- Task
Whenever a line below includes the string "next", show it.

--- Source material Enclosed Below ---

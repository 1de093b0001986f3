use serde::{Deserialize, Serialize};
use std::fmt;
use std::str::FromStr;

use crate::utils::error::PricingError;

/// 支援的幣別代碼
#[derive(Debug, Clone, Copy, PartialEq, Eq, Hash, Serialize, Deserialize)]
#[serde(rename_all = "UPPERCASE")]
pub enum Currency {
    Usd,
    Gbp,
    Eur,
}

impl Currency {
    pub const ALL: [Currency; 3] = [Currency::Usd, Currency::Gbp, Currency::Eur];

    pub fn code(&self) -> &'static str {
        match self {
            Currency::Usd => "USD",
            Currency::Gbp => "GBP",
            Currency::Eur => "EUR",
        }
    }

    pub fn codes() -> Vec<&'static str> {
        Self::ALL.iter().map(Currency::code).collect()
    }
}

impl fmt::Display for Currency {
    fn fmt(&self, f: &mut fmt::Formatter<'_>) -> fmt::Result {
        f.write_str(self.code())
    }
}

impl FromStr for Currency {
    type Err = PricingError;

    // 大小寫必須完全一致，與價格表比對規則相同
    fn from_str(s: &str) -> Result<Self, Self::Err> {
        Self::ALL
            .iter()
            .copied()
            .find(|currency| currency.code() == s)
            .ok_or_else(|| PricingError::UnknownCurrency {
                value: s.to_string(),
            })
    }
}

/// 單一價格調整規則，可選擇以折扣碼作為啟用條件
#[derive(Debug, Clone, Default, PartialEq, Eq, Serialize, Deserialize)]
#[serde(default)]
pub struct Rule {
    pub name: String,
    pub affects_sell_price: bool,
    pub affects_interval_price: bool,
    pub percent_increase: i64,
    pub percent_discount: i64,
    pub amount_decrease: i64,
    pub amount_increase: i64,
    pub requires_discount_code: bool,
    pub discount_code: Option<String>,
}

impl Rule {
    pub fn new(name: impl Into<String>) -> Self {
        Self {
            name: name.into(),
            ..Self::default()
        }
    }

    /// Applies to both sell and interval price.
    pub fn for_both_prices(name: impl Into<String>) -> Self {
        Self {
            affects_sell_price: true,
            affects_interval_price: true,
            ..Self::new(name)
        }
    }
}

#[derive(Debug, Clone, PartialEq, Eq, Serialize, Deserialize)]
pub struct PriceList {
    pub name: String,
    pub currency: Currency,
    #[serde(default)]
    pub rules: Vec<Rule>,
}

impl PriceList {
    pub fn new(name: impl Into<String>, currency: Currency, rules: Vec<Rule>) -> Self {
        Self {
            name: name.into(),
            currency,
            rules,
        }
    }
}

/// 可販售的方案；金額以最小貨幣單位表示
#[derive(Debug, Clone, PartialEq, Eq, Serialize, Deserialize)]
pub struct Plan {
    pub name: String,
    pub sell_price: i64,
    pub interval_price: i64,
    #[serde(default)]
    pub price_lists: Vec<PriceList>,
}

impl Plan {
    pub fn new(name: impl Into<String>, sell_price: i64, interval_price: i64) -> Self {
        Self {
            name: name.into(),
            sell_price,
            interval_price,
            price_lists: Vec::new(),
        }
    }

    pub fn with_price_lists(mut self, price_lists: Vec<PriceList>) -> Self {
        self.price_lists = price_lists;
        self
    }

    pub fn base_prices(&self) -> PricePair {
        PricePair::new(self.sell_price, self.interval_price)
    }
}

#[derive(Debug, Clone, Copy, PartialEq, Eq, Serialize, Deserialize)]
pub struct PricePair {
    pub sell_price: i64,
    pub interval_price: i64,
}

impl PricePair {
    pub fn new(sell_price: i64, interval_price: i64) -> Self {
        Self {
            sell_price,
            interval_price,
        }
    }
}

impl From<PricePair> for (i64, i64) {
    fn from(pair: PricePair) -> Self {
        (pair.sell_price, pair.interval_price)
    }
}
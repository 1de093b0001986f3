use crate::config::OutputFormat;
use crate::core::engine::PriceQuote;
use crate::domain::model::Currency;
use crate::utils::error::{ErrorSeverity, PricingError, Result};
use serde::Serialize;

#[derive(Debug, Clone, PartialEq, Eq, Serialize)]
pub struct QuoteFailure {
    pub plan: String,
    pub currency: Currency,
    pub error: String,
    #[serde(skip)]
    pub severity: ErrorSeverity,
}

impl QuoteFailure {
    pub fn new(plan: &str, currency: Currency, error: &PricingError) -> Self {
        Self {
            plan: plan.to_string(),
            currency,
            error: error.to_string(),
            severity: error.severity(),
        }
    }
}

#[derive(Debug, Clone, Default, PartialEq, Eq, Serialize)]
pub struct QuoteReport {
    pub quotes: Vec<PriceQuote>,
    pub failures: Vec<QuoteFailure>,
}

impl QuoteReport {
    pub fn is_empty(&self) -> bool {
        self.quotes.is_empty() && self.failures.is_empty()
    }

    pub fn worst_severity(&self) -> Option<ErrorSeverity> {
        self.failures.iter().map(|f| f.severity).max()
    }

    pub fn render(&self, format: OutputFormat) -> Result<String> {
        match format {
            OutputFormat::Text => Ok(self.render_text()),
            OutputFormat::Json => Ok(serde_json::to_string_pretty(self)?),
            OutputFormat::Csv => self.render_csv(),
        }
    }

    fn render_text(&self) -> String {
        let mut lines = vec![format!(
            "{:<24} {:<4} {:>12} {:>12}  {}",
            "plan", "cur", "sell", "interval", "price list"
        )];

        for quote in &self.quotes {
            lines.push(format!(
                "{:<24} {:<4} {:>12} {:>12}  {}",
                quote.plan,
                quote.currency.code(),
                quote.sell_price,
                quote.interval_price,
                quote.price_list.as_deref().unwrap_or("(base prices)")
            ));
            for skipped in &quote.skipped_rules {
                lines.push(format!("    skipped '{}': {:?}", skipped.rule, skipped.reason));
            }
        }

        for failure in &self.failures {
            lines.push(format!(
                "{:<24} {:<4} error: {}",
                failure.plan,
                failure.currency.code(),
                failure.error
            ));
        }

        lines.join("\n")
    }

    // 失敗的報價只填 plan、currency 與 error 欄位
    fn render_csv(&self) -> Result<String> {
        let mut writer = csv::Writer::from_writer(Vec::new());
        writer.write_record([
            "plan",
            "currency",
            "sell_price",
            "interval_price",
            "price_list",
            "applied_rules",
            "skipped_rules",
            "quoted_at",
            "error",
        ])?;

        for quote in &self.quotes {
            let skipped: Vec<&str> = quote.skipped_rules.iter().map(|s| s.rule.as_str()).collect();
            writer.write_record([
                quote.plan.as_str(),
                quote.currency.code(),
                &quote.sell_price.to_string(),
                &quote.interval_price.to_string(),
                quote.price_list.as_deref().unwrap_or(""),
                &quote.applied_rules.join(";"),
                &skipped.join(";"),
                &quote.quoted_at.to_rfc3339(),
                "",
            ])?;
        }

        for failure in &self.failures {
            writer.write_record([
                failure.plan.as_str(),
                failure.currency.code(),
                "",
                "",
                "",
                "",
                "",
                "",
                failure.error.as_str(),
            ])?;
        }

        let data = writer
            .into_inner()
            .map_err(|e| PricingError::IoError(e.into_error()))?;
        String::from_utf8(data)
            .map_err(|e| PricingError::IoError(std::io::Error::new(std::io::ErrorKind::InvalidData, e)))
    }
}

#[cfg(test)]
mod tests {
    use super::*;
    use crate::core::evaluator::{SkipReason, SkippedRule};
    use chrono::Utc;

    fn sample_report() -> QuoteReport {
        QuoteReport {
            quotes: vec![PriceQuote {
                plan: "Hair Gel".to_string(),
                currency: Currency::Usd,
                sell_price: 548,
                interval_price: 9,
                price_list: Some("USD default pricelist".to_string()),
                applied_rules: vec!["10% increase price".to_string(), "Two pence off".to_string()],
                skipped_rules: vec![SkippedRule {
                    rule: "100% discount".to_string(),
                    reason: SkipReason::DiscountCodeMismatch,
                }],
                quoted_at: Utc::now(),
            }],
            failures: vec![QuoteFailure::new(
                "Soap",
                Currency::Eur,
                &PricingError::NoMatchingPriceList {
                    plan: "Soap".to_string(),
                    currency: Currency::Eur,
                },
            )],
        }
    }

    #[test]
    fn test_render_text() {
        let text = sample_report().render(OutputFormat::Text).unwrap();

        assert!(text.contains("Hair Gel"));
        assert!(text.contains("548"));
        assert!(text.contains("skipped '100% discount'"));
        assert!(text.contains("No price list for currency EUR on plan 'Soap'"));
    }

    #[test]
    fn test_render_json() {
        let json = sample_report().render(OutputFormat::Json).unwrap();
        let value: serde_json::Value = serde_json::from_str(&json).unwrap();

        assert_eq!(value["quotes"][0]["sell_price"], 548);
        assert_eq!(value["quotes"][0]["currency"], "USD");
        assert_eq!(value["quotes"][0]["skipped_rules"][0]["reason"], "discount_code_mismatch");
        assert_eq!(value["failures"][0]["plan"], "Soap");
    }

    #[test]
    fn test_render_csv() {
        let csv_output = sample_report().render(OutputFormat::Csv).unwrap();
        let mut lines = csv_output.lines();

        assert_eq!(
            lines.next().unwrap(),
            "plan,currency,sell_price,interval_price,price_list,applied_rules,skipped_rules,quoted_at,error"
        );
        assert!(lines
            .next()
            .unwrap()
            .starts_with("Hair Gel,USD,548,9,USD default pricelist,10% increase price;Two pence off,100% discount,"));
        assert_eq!(
            lines.next().unwrap(),
            "Soap,EUR,,,,,,,No price list for currency EUR on plan 'Soap'"
        );
        assert!(lines.next().is_none());
    }

    #[test]
    fn test_is_empty() {
        assert!(QuoteReport::default().is_empty());
        assert!(!sample_report().is_empty());
    }

    #[test]
    fn test_worst_severity() {
        assert_eq!(sample_report().worst_severity(), Some(ErrorSeverity::Medium));
        assert_eq!(QuoteReport::default().worst_severity(), None);
    }
}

--- End of Enclosed Source material ---

- Written solution
            lines.next().unwrap(),
            .next()
            lines.next().unwrap(),
        assert!(lines.next().is_none());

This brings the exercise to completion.